Wilkinson noted that Sanders was very agreeable, and her party left the restaurant. She also noted that several of her employees are gay, and they were upset over Sanders defending Trump’s desire to bar transgender people from serving in the military.

Since the incident, the Internet has resembled an active volcano in Hawaii, with conservatives outraged at how Sanders was treated and Democrats acting like they’d just evicted some irritating, immature punk from the Big Brother house.

Leading the charge has been Maxine Waters, a California congresswoman who suggested that the Red Hen incident should only be the first volley in a messy war with the Trump Administration.

“For these members of his Cabinet who remain and try to defend (Trump), they’re not going to be able to go to a restaurant, they’re not going to be able to stop at a gas station, they’re not going to be able to shop (at) a department store. The people are going to turn on them, they’re going to protest, they’re going to absolutely harass them,” Waters said in another story in The Washington Post.

Setting aside the delicious irony that a black woman is telling white folks y’all can’t come around here, flipping the script on America’s racist past, there’s a big problem with anyone promoting public harassment of a group of people. That kind of attitude might pass for civilization in medieval times, but this is the 21st century. We shouldn’t stoop to schoolyard bullying because we have ideological differences.

Democrats should not be embracing this attitude of fighting fire with fire, especially since many of them were up in arms over the Masterpiece Cakeshop debacle, when owner Jack Phillips refused to bake a wedding cake for a gay couple based on “religious objections.” Liberals were the ones up in arms about a business serving the public refusing to do so for certain members, but now they’re giving Wilkinson an atta boy for giving the president’s press secretary the boot and sitting back as Waters dances around the flames with a gasoline can.

There’s a risk with fighting fire with fire—you wind up with ashy human remains and burnt S’mores. It was bad enough when you had Republicans with a sense of entitlement looking down their noses at people, but now Democrats are mimicking their GOP foes, and that just leads to further distrust by the American people in their elected representatives.

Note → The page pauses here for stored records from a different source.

//! CSV history ledger keyed by date.
//!
//! The ledger is a single CSV file rewritten in full on every update. Rows
//! are keyed by the date column: incoming records replace existing rows for
//! the same date and new dates are appended. Every numeric column carries its
//! arithmetic mean in the header, e.g. `Pasos (media: 8432.5)`, recomputed
//! over the merged rows on each write.

use std::collections::HashSet;
use std::fs::File;
use std::io::Write;
use std::path::Path;

use regex::Regex;

use crate::error::{LedgerError, Result};
use crate::models::daily::{format_real, round2, COLUMNS};
use crate::models::DailyRecord;

/// Ledger filename, resolved against the current working directory.
pub const LEDGER_FILENAME: &str = "garmin_stats_history.csv";

/// Summary of a completed merge, for the run report.
#[derive(Debug, Clone, PartialEq)]
pub struct MergeReport {
    /// Total data rows in the rewritten file.
    pub rows_written: usize,
    /// Column label and mean, in column order, for every column that had at
    /// least one numeric value.
    pub averages: Vec<(String, f64)>,
}

/// Merges `new_records` into the ledger at `path` and rewrites it.
///
/// Existing rows whose date matches an incoming record are replaced; all
/// other rows are kept verbatim. An existing file that cannot be parsed is
/// treated as empty after a warning. With no incoming records this is a
/// no-op: the file is neither read nor written and `Ok(None)` is returned.
pub fn merge(path: &Path, new_records: &[DailyRecord]) -> Result<Option<MergeReport>> {
    if new_records.is_empty() {
        return Ok(None);
    }

    let new_dates: HashSet<String> = new_records
        .iter()
        .map(|record| record.date.format("%Y-%m-%d").to_string())
        .collect();

    let mut rows: Vec<Vec<String>> = Vec::new();
    if path.exists() {
        match read_existing(path) {
            Ok(existing) => {
                rows.extend(
                    existing
                        .into_iter()
                        .filter(|cells| !new_dates.contains(&cells[0])),
                );
            }
            Err(err) => {
                eprintln!(
                    "Warning: could not read existing ledger ({err}). Rebuilding from the new records only."
                );
            }
        }
    }
    rows.extend(new_records.iter().map(DailyRecord::to_cells));

    let averages = column_averages(&rows);
    write_ledger(path, &rows, &averages)?;

    Ok(Some(MergeReport {
        rows_written: rows.len(),
        averages: named_averages(&averages),
    }))
}

/// Reads the existing ledger and realigns every row to the fixed column
/// order. Header labels are matched with any average annotation stripped, so
/// files written by previous runs parse cleanly.
fn read_existing(path: &Path) -> Result<Vec<Vec<String>>> {
    let file = File::open(path)?;
    let mut reader = csv::ReaderBuilder::new()
        .flexible(true)
        .trim(csv::Trim::All)
        .from_reader(file);

    let positions = column_positions(reader.headers()?)?;

    let mut rows = Vec::new();
    for result in reader.records() {
        let record = result?;
        let cells = positions
            .iter()
            .map(|&idx| record.get(idx).unwrap_or("").to_string())
            .collect();
        rows.push(cells);
    }
    Ok(rows)
}

/// Index of each fixed column inside the file's header row. Columns the file
/// carries beyond the fixed set are ignored; a missing fixed column makes the
/// file unparseable.
fn column_positions(headers: &csv::StringRecord) -> Result<Vec<usize>> {
    let stripped: Vec<String> = headers.iter().map(strip_annotation).collect();

    COLUMNS
        .iter()
        .map(|&label| {
            stripped.iter().position(|header| header == label).ok_or_else(|| {
                LedgerError::LedgerFormat(format!("missing column '{label}' in header"))
            })
        })
        .collect()
}

/// Strips a trailing `" (media: …)"` annotation from a header label, along
/// with any UTF-8 BOM left by other spreadsheet tools.
fn strip_annotation(label: &str) -> String {
    let annotation = Regex::new(r"\s*\(media:[^)]*\)\s*$").unwrap();
    annotation
        .replace(label.trim_start_matches('\u{feff}'), "")
        .to_string()
}

/// Arithmetic mean of each column after the date, rounded to two decimals.
/// Cells that do not parse as numbers (the heart-rate sentinel, blanks) are
/// excluded; a column with no numeric cells has no mean.
fn column_averages(rows: &[Vec<String>]) -> Vec<Option<f64>> {
    (1..COLUMNS.len())
        .map(|col| {
            let values: Vec<f64> = rows
                .iter()
                .filter_map(|cells| cells.get(col))
                .filter_map(|cell| cell.parse::<f64>().ok())
                .collect();
            if values.is_empty() {
                None
            } else {
                Some(round2(values.iter().sum::<f64>() / values.len() as f64))
            }
        })
        .collect()
}

/// Rewrites the whole file: annotated header first, then every row in fixed
/// column order. The header line is written raw; no fixed label or average
/// ever needs quoting.
fn write_ledger(path: &Path, rows: &[Vec<String>], averages: &[Option<f64>]) -> Result<()> {
    let mut labels = vec![COLUMNS[0].to_string()];
    for (idx, label) in COLUMNS.iter().enumerate().skip(1) {
        labels.push(match averages[idx - 1] {
            Some(avg) => format!("{} (media: {})", label, format_real(avg)),
            None => (*label).to_string(),
        });
    }

    let mut file = File::create(path)?;
    writeln!(file, "{}", labels.join(","))?;

    let mut writer = csv::Writer::from_writer(file);
    for cells in rows {
        writer.write_record(cells)?;
    }
    writer.flush()?;
    Ok(())
}

fn named_averages(averages: &[Option<f64>]) -> Vec<(String, f64)> {
    COLUMNS
        .iter()
        .skip(1)
        .zip(averages)
        .filter_map(|(label, avg)| avg.map(|value| ((*label).to_string(), value)))
        .collect()
}
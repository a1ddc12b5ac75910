//! Performance benchmarks for `reasm`.
//!
//! Measures:
//! - Single instruction encode latency (probe and context-driven)
//! - The RIP-relative re-encode loop
//! - Whole-program multi-pass layout with label-heavy workloads
//!
//! Run with: `cargo bench`

use std::collections::BTreeMap;

use criterion::{black_box, criterion_group, criterion_main, Criterion, Throughput};

use reasm::{
    encode, encode_with_context, Attribs, EncoderContext, Instruction, LabelId, LabelResolver,
    MachineMode, MemOperand, Mnemonic, Operand, Program, Register,
};

#[derive(Default)]
struct Labels {
    addresses: BTreeMap<LabelId, i64>,
}

impl LabelResolver for Labels {
    fn label_address(&self, label: LabelId) -> Option<i64> {
        self.addresses.get(&label).copied()
    }

    fn is_external(&self, _label: LabelId) -> bool {
        false
    }
}

// ─── Single-Instruction Latency ──────────────────────────────────────────────

fn bench_single_encode(c: &mut Criterion) {
    let mut group = c.benchmark_group("single_encode");

    group.bench_function("mov_reg_imm", |b| {
        b.iter(|| {
            encode(
                MachineMode::Amd64,
                Attribs::NONE,
                Mnemonic::Mov,
                black_box(&[Operand::Reg(Register::Rax), Operand::Imm(0x1234)]),
            )
            .unwrap()
        })
    });

    group.bench_function("mov_mem_sib", |b| {
        let mut mem = MemOperand::base(8, Register::Rax);
        mem.index = Some(Register::Rcx);
        mem.scale = 8;
        mem.disp = 0x10;
        b.iter(|| {
            encode(
                MachineMode::Amd64,
                Attribs::NONE,
                Mnemonic::Mov,
                black_box(&[Operand::Mem(mem), Operand::Reg(Register::Rdx)]),
            )
            .unwrap()
        })
    });

    group.bench_function("vblendvps", |b| {
        b.iter(|| {
            encode(
                MachineMode::Amd64,
                Attribs::NONE,
                Mnemonic::Vblendvps,
                black_box(&[
                    Operand::Reg(Register::Xmm1),
                    Operand::Reg(Register::Xmm2),
                    Operand::Reg(Register::Xmm3),
                    Operand::Reg(Register::Xmm4),
                ]),
            )
            .unwrap()
        })
    });

    let mut labels = Labels::default();
    labels.addresses.insert(LabelId(0), 0x1040);

    group.bench_function("jmp_short_with_context", |b| {
        b.iter(|| {
            let mut ctx = EncoderContext::new(0x1000);
            encode_with_context(
                &mut ctx,
                &labels,
                MachineMode::Amd64,
                Attribs::NONE,
                Mnemonic::Jmp,
                black_box(&[Operand::Label(LabelId(0))]),
            )
            .unwrap()
        })
    });

    // Exercises the size re-encode loop every iteration.
    group.bench_function("rip_relative_reencode", |b| {
        b.iter(|| {
            let mut ctx = EncoderContext::new(0x1000);
            encode_with_context(
                &mut ctx,
                &labels,
                MachineMode::Amd64,
                Attribs::NONE,
                Mnemonic::Mov,
                black_box(&[
                    Operand::Reg(Register::Rax),
                    Operand::Mem(MemOperand::label(8, LabelId(0))),
                ]),
            )
            .unwrap()
        })
    });

    group.finish();
}

// ─── Whole-Program Layout ────────────────────────────────────────────────────

/// A chain of counted loops: every block jumps forward and loops backward,
/// which keeps the multi-pass driver busy shrinking branches.
fn build_loop_chain(blocks: usize) -> Program {
    let mut prog = Program::new(MachineMode::Amd64);
    for _ in 0..blocks {
        let top = prog.create_label();
        let done = prog.create_label();
        prog.bind(top).unwrap();
        prog.push(Instruction::with_operands(
            Mnemonic::Add,
            &[Operand::Reg(Register::Rax), Operand::Imm(1)],
        ));
        prog.push(Instruction::with_operands(
            Mnemonic::Jz,
            &[Operand::Label(done)],
        ));
        prog.push(Instruction::with_operands(
            Mnemonic::Jmp,
            &[Operand::Label(top)],
        ));
        prog.bind(done).unwrap();
        prog.push(Instruction::new(Mnemonic::Nop));
    }
    prog
}

fn bench_program_assemble(c: &mut Criterion) {
    let mut group = c.benchmark_group("program_assemble");

    for blocks in [16usize, 128] {
        let instrs = blocks as u64 * 4;
        group.throughput(Throughput::Elements(instrs));
        group.bench_function(format!("loop_chain_{}", blocks), |b| {
            b.iter_batched(
                || build_loop_chain(blocks),
                |mut prog| prog.assemble(black_box(0x40_0000)).unwrap(),
                criterion::BatchSize::SmallInput,
            )
        });
    }

    group.finish();
}

criterion_group!(benches, bench_single_encode, bench_program_assemble);
criterion_main!(benches);
#[cfg(test)]
mod tests {
    use super::*;

    #[test]
    fn attribs_bitops() {
        let a = Attribs::LOCK | Attribs::REP;
        assert!(a.contains(Attribs::LOCK));
        assert!(a.contains(Attribs::REP));
        assert!(!a.contains(Attribs::REPNE));
        assert!(Attribs::NONE.is_empty());
        assert!(!a.is_empty());
    }

    #[test]
    fn register_codes() {
        assert_eq!(Register::Rax.base_code(), 0);
        assert_eq!(Register::Rdi.base_code(), 7);
        assert_eq!(Register::R8.base_code(), 0);
        assert_eq!(Register::R8.full_code(), 8);
        assert!(Register::R8.is_extended());
        assert!(!Register::Rax.is_extended());
        assert_eq!(Register::Rip.base_code(), 5);
    }

    #[test]
    fn register_sizes() {
        assert_eq!(Register::Al.size_bits(), 8);
        assert_eq!(Register::Ax.size_bits(), 16);
        assert_eq!(Register::Eax.size_bits(), 32);
        assert_eq!(Register::Rax.size_bits(), 64);
        assert_eq!(Register::Xmm3.size_bits(), 128);
        assert_eq!(Register::Ymm12.size_bits(), 256);
    }

    #[test]
    fn register_classes() {
        assert!(Register::Rax.is_gp());
        assert!(!Register::Rip.is_gp());
        assert!(Register::Xmm9.is_xmm());
        assert!(Register::Xmm9.is_extended());
        assert!(Register::Ymm1.is_vector());
        assert!(Register::Fs.is_segment());
        assert!(Register::Ah.is_high_byte());
        assert!(Register::Spl.requires_rex_for_byte());
    }

    #[test]
    fn register_display() {
        assert_eq!(format!("{}", Register::Rax), "rax");
        assert_eq!(format!("{}", Register::R13d), "r13d");
        assert_eq!(format!("{}", Register::Ymm15), "ymm15");
    }

    #[test]
    fn explicit_op_count_stops_at_gap() {
        let instr = Instruction::with_operands(
            Mnemonic::Mov,
            &[Operand::Reg(Register::Rax), Operand::Imm(1)],
        );
        assert_eq!(instr.explicit_op_count(), 2);

        let mut hidden = instr;
        hidden.set_visibility(1, OperandVisibility::Hidden);
        assert_eq!(hidden.explicit_op_count(), 1);

        assert_eq!(Instruction::new(Mnemonic::Nop).explicit_op_count(), 0);
    }
}
/// Compile-time branch-variant lookup.
const fn encode_variants(mnemonic: Mnemonic) -> EncodeVariants {
    use Mnemonic::*;
    match mnemonic {
        Jmp => control_flow(2, 5),
        Jb | Jbe | Jl | Jle | Jnb | Jnbe | Jnl | Jnle | Jno | Jnp | Jns | Jnz | Jo | Jp | Js
        | Jz => control_flow(2, 6),
        Jcxz | Jecxz | Jrcxz | Jknzd | Jkzd => control_flow(2, -1),
        Loop | Loope | Loopne => control_flow(2, -1),
        Call => control_flow(-1, 5),
        _ => EncodeVariants {
            is_control_flow: false,
            rel8_size: -1,
            rel32_size: -1,
        },
    }
}

// ─── Pass state ────────────────────────────────────────────────────────

/// Which kind of encode is running. Operand builders query this instead of
/// null-checking a context pointer.
enum Pass<'a> {
    /// No addresses: placeholder displacements, no extra-pass signalling.
    Probe,
    /// A real layout pass against label addresses.
    Layout {
        ctx: &'a mut EncoderContext,
        labels: &'a dyn LabelResolver,
    },
}

impl Pass<'_> {
    #[inline]
    fn is_layout(&self) -> bool {
        matches!(self, Pass::Layout { .. })
    }

    #[inline]
    fn va(&self) -> i64 {
        match self {
            Pass::Probe => 0,
            Pass::Layout { ctx, .. } => ctx.va,
        }
    }

    #[inline]
    fn label_address(&self, label: LabelId) -> Option<i64> {
        match self {
            Pass::Probe => None,
            Pass::Layout { labels, .. } => labels.label_address(label),
        }
    }

    #[inline]
    fn is_external(&self, label: LabelId) -> bool {
        match self {
            Pass::Probe => false,
            Pass::Layout { labels, .. } => labels.is_external(label),
        }
    }

    /// Flag the layout driver for another pass. No-op in a probe encode.
    #[inline]
    fn mark_extra_pass(&mut self) {
        if let Pass::Layout { ctx, .. } = self {
            ctx.needs_extra_pass = true;
        }
    }

    /// The current instruction-size estimate (0 until known).
    #[inline]
    fn instr_size(&self) -> i64 {
        match self {
            Pass::Probe => 0,
            Pass::Layout { ctx, .. } => ctx.instr_size.value(),
        }
    }

    /// Demand a re-encode with the instruction size filled in. Only the
    /// first encode of an instruction (size still unknown) needs this.
    #[inline]
    fn request_size(&mut self) {
        if let Pass::Layout { ctx, .. } = self {
            if ctx.instr_size == InstrSize::Unknown {
                ctx.instr_size = InstrSize::NeedsResize;
            }
        }
    }
}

I’ve seen the days of elected officials reaching across the aisle to reach a compromise on the people’s business slowly make its exit over my many years as a writer and journalist, but in the last few years, that slow crawl has turned into a frantic gallop, where we denigrate our adversaries with snarky tweets and break out the champagne when someone who is different from us is tossed from a public establishment.

Instead of duking it out on at the Capitol all day before punching a time clock and having a beer with those whose butts they were reaming, our elected representatives and their hired hands have made the political arena into a 24-7 New York alley, where someone could be shanked—figuratively and literally—for walking in the wrong place at the wrong time.

Two things should have happened in lieu of Sanders being asked to take her business elsewhere.

Wilkinson could have opted to fire her servers, because while it technically wasn’t illegal to oust Sanders for her political ideology, it’s a very fine line between refusing service for politics and refusing service because of someone’s race, religion, sexual orientation, etc.

If Wilkinson didn’t want to give the servers a pink slip, she also could have had them focus on the other customers while she stepped up and dealt with the Sanders party herself.

Anyone who has worked in the food business—or any business—knows there are some customers you’d like to tell them to take a hike. When you start discriminating, though, you have to ask yourself if you’re really that far removed from Jack Phillips and whether you’re comfortable denying them a buttercream-frosted masterpiece.

Let gay people have their cake and eat it, too, and let Sarah Huckabee Sanders order a burger.